I'm back. I made the bus back home on time. I was kind of glad there was another person there at the bus stop. I don't know why. Maybe so I wouldn't be thinking so much about me and my tiny, pathetic world, and trying to imagine what the other guy was doing standing at that bus stop in the middle of the day.
So I made it to the shrink's and back. I still felt shaky on the bus. I sat in the very front where the disabled and elderly sit. I'm disabled and have the discounted bus pass to prove it, so I sit there. It's a demeaning experience waiting in line, having your pic taken, filling out forms, only to get your disabled buss pass. Then you get to feel like you're officially a second-class citizen. It's a demeaning annual ritual. Anyway, I can't see very well, and need to be able to try to check the street signs as the bus goes along, so I don't miss my stop. Sometimes I ask the driver to stop at my stop, but it's embarrassing.

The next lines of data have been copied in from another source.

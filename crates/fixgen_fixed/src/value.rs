//! Operands of the fixed-point layer.
//!
//! Every operand is a [`Value`]: either a compile-time [`Literal`] or a
//! [`FixedNode`] that wraps an AST-core expression together with its
//! [`FixedSpec`]. Literals and plain expressions have point `0`.

use fixgen_ast::{ConstValue, Expr, ExprKind, ModuleId, ModuleKey, SignalId, SignalKind, SignalRef};
use fixgen_common::Ident;
use serde::{Deserialize, Serialize};

use crate::base::FixedValue;
use crate::spec::{FixedSpec, Pointed};

/// A compile-time number, folded without building any node.
#[derive(Debug, Clone, Copy, PartialEq, Serialize, Deserialize)]
pub enum Literal {
    /// An integer. Plain Rust integers become signed literals.
    Int {
        /// The value.
        value: i64,
        /// Whether the literal is signed.
        signed: bool,
    },
    /// A boolean, treated as a one-bit unsigned integer.
    Bool(bool),
    /// A real number.
    Real(f64),
}

impl Literal {
    /// A signed integer literal.
    pub fn int(value: i64) -> Self {
        Literal::Int {
            value,
            signed: true,
        }
    }

    /// An unsigned integer literal.
    pub fn unsigned(value: i64) -> Self {
        Literal::Int {
            value,
            signed: false,
        }
    }

    /// Whether the literal is signed. Reals always are; booleans never are.
    pub fn is_signed(&self) -> bool {
        match *self {
            Literal::Int { signed, .. } => signed,
            Literal::Bool(_) => false,
            Literal::Real(_) => true,
        }
    }

    /// The integer value of an integer or boolean literal.
    pub fn as_int(&self) -> Option<i64> {
        match *self {
            Literal::Int { value, .. } => Some(value),
            Literal::Bool(b) => Some(i64::from(b)),
            Literal::Real(_) => None,
        }
    }

    /// The AST-core literal for this value.
    pub fn to_const(&self) -> ConstValue {
        match *self {
            Literal::Int { value, signed } => ConstValue::Int {
                value,
                width: None,
                signed,
            },
            Literal::Bool(b) => ConstValue::sized(i64::from(b), 1),
            Literal::Real(r) => ConstValue::Real(r),
        }
    }

    /// A literal node for this value.
    pub fn expr(&self) -> Expr {
        Expr::literal(self.to_const())
    }
}

impl From<i64> for Literal {
    fn from(value: i64) -> Self {
        Literal::int(value)
    }
}

impl From<i32> for Literal {
    fn from(value: i32) -> Self {
        Literal::int(i64::from(value))
    }
}

impl From<u32> for Literal {
    fn from(value: u32) -> Self {
        Literal::int(i64::from(value))
    }
}

impl From<bool> for Literal {
    fn from(value: bool) -> Self {
        Literal::Bool(value)
    }
}

impl From<f64> for Literal {
    fn from(value: f64) -> Self {
        Literal::Real(value)
    }
}

/// The operation that produced a [`FixedExpr`].
#[derive(Debug, Clone, Copy, PartialEq, Eq, Hash, Serialize, Deserialize)]
pub enum FixedOp {
    /// `a + b`
    Plus,
    /// `a - b`
    Minus,
    /// `a * b`, rescaled after the product.
    Times,
    /// `a / b`, computed on magnitudes.
    Divide,
    /// `a < b`
    LessThan,
    /// `a > b`
    GreaterThan,
    /// `a <= b`
    LessEq,
    /// `a >= b`
    GreaterEq,
    /// `a == b`
    Eq,
    /// `a != b`
    NotEq,
    /// `+a`
    UnaryPlus,
    /// `-a`
    UnaryMinus,
    /// `$signed(a)`, keeping the point of `a`.
    Reinterpret,
}

impl FixedOp {
    /// Returns `true` for `<`, `>`, `<=` and `>=`.
    pub fn is_ordering(self) -> bool {
        matches!(
            self,
            FixedOp::LessThan | FixedOp::GreaterThan | FixedOp::LessEq | FixedOp::GreaterEq
        )
    }
}

/// A fixed-point signal declared in a module.
///
/// The module owns the declaration; this handle only refers to it.
#[derive(Debug, Clone, Copy, PartialEq)]
pub struct FixedSignal {
    signal: SignalRef,
    name: Ident,
    module: ModuleId,
    owner: ModuleKey,
    spec: FixedSpec,
}

impl FixedSignal {
    pub(crate) fn new(
        signal: SignalRef,
        name: Ident,
        module: ModuleId,
        owner: ModuleKey,
        spec: FixedSpec,
    ) -> Self {
        Self {
            signal,
            name,
            module,
            owner,
            spec,
        }
    }

    /// The ID of the underlying signal.
    pub fn id(&self) -> SignalId {
        self.signal.id
    }

    /// The interned name; resolve it through the owning module.
    pub fn name(&self) -> Ident {
        self.name
    }

    /// The ID of the module that owns the declaration.
    pub fn module(&self) -> ModuleId {
        self.module
    }

    /// The key of the module value that owns the declaration.
    pub fn owner(&self) -> ModuleKey {
        self.owner
    }

    /// The declaration kind.
    pub fn kind(&self) -> SignalKind {
        self.signal.kind
    }

    /// The fixed-point spec of the signal.
    pub fn spec(&self) -> FixedSpec {
        self.spec
    }

    /// The reference used inside expressions.
    pub fn signal_ref(&self) -> SignalRef {
        self.signal
    }
}

/// A fixed-point constant. The stored value is already scaled.
#[derive(Debug, Clone, Copy, PartialEq, Serialize, Deserialize)]
pub struct FixedConst {
    value: ConstValue,
    spec: FixedSpec,
}

impl FixedConst {
    pub(crate) fn new(value: ConstValue, spec: FixedSpec) -> Self {
        Self { value, spec }
    }

    /// The stored (scaled) value.
    pub fn value(&self) -> ConstValue {
        self.value
    }

    /// The fixed-point spec of the constant.
    pub fn spec(&self) -> FixedSpec {
        self.spec
    }

    /// The stored integer, if the constant is not real.
    pub fn as_int(&self) -> Option<i64> {
        match self.value {
            ConstValue::Int { value, .. } => Some(value),
            ConstValue::Real(_) => None,
        }
    }
}

/// An expression node built by an operator overlay.
///
/// Its width is the inferred bit length of the node.
#[derive(Debug, Clone, PartialEq, Serialize, Deserialize)]
pub struct FixedExpr {
    op: FixedOp,
    node: Expr,
    spec: FixedSpec,
}

impl FixedExpr {
    pub(crate) fn new(op: FixedOp, node: Expr, spec: FixedSpec) -> Self {
        let spec = spec.with_width(node.bit_length());
        Self { op, node, spec }
    }

    /// The operation that produced this node.
    pub fn op(&self) -> FixedOp {
        self.op
    }

    /// The wrapped AST-core node.
    pub fn node(&self) -> &Expr {
        &self.node
    }

    /// The fixed-point spec of the result.
    pub fn spec(&self) -> FixedSpec {
        self.spec
    }
}

/// A node that can appear in a generated tree.
#[derive(Debug, Clone, PartialEq)]
pub enum FixedNode {
    /// A declared fixed-point signal.
    Signal(FixedSignal),
    /// A fixed-point constant.
    Const(FixedConst),
    /// The result of an overlay.
    Expr(FixedExpr),
    /// A plain AST-core expression with point `0`.
    Plain(Expr),
}

/// An operand of the fixed-point layer.
#[derive(Debug, Clone, PartialEq)]
pub enum Value {
    /// A compile-time literal.
    Lit(Literal),
    /// A node of the generated tree.
    Node(FixedNode),
}

impl Value {
    /// The AST-core expression for this operand.
    pub fn to_expr(&self) -> Expr {
        match self {
            Value::Lit(lit) => lit.expr(),
            Value::Node(node) => node.expr(),
        }
    }

    /// The compile-time integer behind this operand, if any, with its
    /// signedness.
    ///
    /// Besides integer literals this sees through integer literal nodes and
    /// integer fixed-point constants.
    pub fn as_const_int(&self) -> Option<(i64, bool)> {
        match self {
            Value::Lit(lit) => lit.as_int().map(|v| (v, lit.is_signed())),
            Value::Node(FixedNode::Const(c)) => c.as_int().map(|v| (v, c.spec.signed)),
            Value::Node(FixedNode::Plain(e)) => match e.as_literal() {
                Some(ConstValue::Int { value, signed, .. }) => Some((value, signed)),
                _ => None,
            },
            Value::Node(_) => None,
        }
    }

    /// Returns `true` for a real literal, compile-time or not.
    pub fn is_real_literal(&self) -> bool {
        match self {
            Value::Lit(Literal::Real(_)) => true,
            Value::Lit(_) => false,
            Value::Node(FixedNode::Const(c)) => matches!(c.value, ConstValue::Real(_)),
            Value::Node(FixedNode::Plain(e)) => e.is_real_literal(),
            Value::Node(_) => false,
        }
    }

    /// The literal node behind this operand, if it is a plain literal node.
    pub(crate) fn as_literal_node(&self) -> Option<&Expr> {
        match self {
            Value::Node(FixedNode::Plain(e)) if matches!(e.kind(), ExprKind::Literal(_)) => {
                Some(e)
            }
            _ => None,
        }
    }

    pub(crate) fn plain(expr: Expr) -> Self {
        Value::Node(FixedNode::Plain(expr))
    }
}

impl Pointed for FixedSignal {
    fn point(&self) -> u32 {
        self.spec.point
    }

    fn signed(&self) -> bool {
        self.spec.signed
    }

    fn width(&self) -> Option<u32> {
        self.spec.width
    }
}

impl Pointed for FixedConst {
    fn point(&self) -> u32 {
        self.spec.point
    }

    fn signed(&self) -> bool {
        self.spec.signed
    }

    fn width(&self) -> Option<u32> {
        self.spec.width
    }
}

impl Pointed for FixedExpr {
    fn point(&self) -> u32 {
        self.spec.point
    }

    fn signed(&self) -> bool {
        self.spec.signed
    }

    fn width(&self) -> Option<u32> {
        self.spec.width
    }
}

impl Pointed for FixedNode {
    fn point(&self) -> u32 {
        match self {
            FixedNode::Signal(s) => s.point(),
            FixedNode::Const(c) => c.point(),
            FixedNode::Expr(e) => e.point(),
            FixedNode::Plain(_) => 0,
        }
    }

    fn signed(&self) -> bool {
        match self {
            FixedNode::Signal(s) => s.signed(),
            FixedNode::Const(c) => c.signed(),
            FixedNode::Expr(e) => e.signed(),
            FixedNode::Plain(e) => e.is_signed(),
        }
    }

    fn width(&self) -> Option<u32> {
        match self {
            FixedNode::Signal(s) => s.width(),
            FixedNode::Const(c) => c.width(),
            FixedNode::Expr(e) => e.width(),
            FixedNode::Plain(_) => None,
        }
    }
}

impl Pointed for Value {
    fn point(&self) -> u32 {
        match self {
            Value::Lit(_) => 0,
            Value::Node(node) => node.point(),
        }
    }

    fn signed(&self) -> bool {
        match self {
            Value::Lit(lit) => lit.is_signed(),
            Value::Node(node) => node.signed(),
        }
    }

    fn width(&self) -> Option<u32> {
        match self {
            Value::Lit(_) => None,
            Value::Node(node) => node.width(),
        }
    }
}

macro_rules! literal_value_from {
    ($($ty:ty),*) => {
        $(
            impl From<$ty> for Value {
                fn from(value: $ty) -> Self {
                    Value::Lit(Literal::from(value))
                }
            }
        )*
    };
}

literal_value_from!(i64, i32, u32, bool, f64);

impl From<Literal> for Value {
    fn from(lit: Literal) -> Self {
        Value::Lit(lit)
    }
}

impl From<Expr> for Value {
    fn from(expr: Expr) -> Self {
        Value::plain(expr)
    }
}

impl From<FixedNode> for Value {
    fn from(node: FixedNode) -> Self {
        Value::Node(node)
    }
}

impl From<FixedSignal> for Value {
    fn from(signal: FixedSignal) -> Self {
        Value::Node(FixedNode::Signal(signal))
    }
}

impl From<&FixedSignal> for Value {
    fn from(signal: &FixedSignal) -> Self {
        Value::Node(FixedNode::Signal(*signal))
    }
}

impl From<FixedConst> for Value {
    fn from(constant: FixedConst) -> Self {
        Value::Node(FixedNode::Const(constant))
    }
}

impl From<FixedExpr> for Value {
    fn from(expr: FixedExpr) -> Self {
        Value::Node(FixedNode::Expr(expr))
    }
}

impl From<&FixedExpr> for Value {
    fn from(expr: &FixedExpr) -> Self {
        Value::Node(FixedNode::Expr(expr.clone()))
    }
}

I had my tea, and the conversation was all over the place with the shrink. I was just too much of a mess to have a plan, and I guess he was just too lazy, or too lax to have had some sort of plan. I don''t know what the fuck I'm doing there lately. All that happened is he said some shit about driving - using it to liken it to something else, which was a trigger for me, I was still raw and feeling weak from the anxiety I'd been going through. At least he asked about what we should be doing, and plan on talking about that next week..Fuck it. Whatever. There's next week, and hope that my spouse will be out of here and working.I don't know. Maybe I'll just have to tough it out alone then.
My spouse being around 24/7 is probably the reason for the added anxiety I've been experiencing. I can think of nothing else. Mycat's fine, she's been to the vet recently and got a shot, is in good health. Acts crazy, sweet, sleeps a lot. I'm... well, y'know. Nuts. I think I should be getting out more by moonlight, but cutting down on the caffeine, and drinking more water when I get back home.
Dehydration made me think of this: I remember having an insane psychotic attack one early morning on a trip to a little snowy (very snowy) nearby vacation town. I had been drinking like crazy the night before, then drank tons of coffee the next morning, and had no water. I must have been soooo dehydrated I just lost it. I got to the point where I went outside alone in the snow with my ipod, trying to bury myself and shit. I was found eventually, then I had auditory hallucinations, and a weird sort of blindness. It was kinda scary, and dare I say kinda cool.. I said NO DRs and refused to go to a hospital. It ended about 6 hours later in the comfort of a dark hotel room.
That same person who took care of me then came to the psych ward I was on years later and told me he wanted me to moved out. Yes, while I was still at the hospital without a discharge date. I hope his house value shrinks to nothing, and burns down. I hope I destroyed all the rose bushes and a tree in the front yard. I hope he gets laid off, fucked over, dies of a heart attack, gets deported, killed while drinking and driving, struck down by lightning, shot and killed in a drive by, falls into a sinkhole, gets beaten to death and robbed, flies off a cliff, gets buried under an avalanche, dies fat, alone, wrinkly, and miserable. This is what I call therapy. I wish I wish I wish. I should have picked up some voodoo skills while I was in New Orleans.
I've got a big challenge I want to WIN. I want to go out tomorrow AM in the moonlight and start my day right. I have to deal with a crazed cat, myself, my spouse, the store, and drugstore tomorrow, so I want a good start!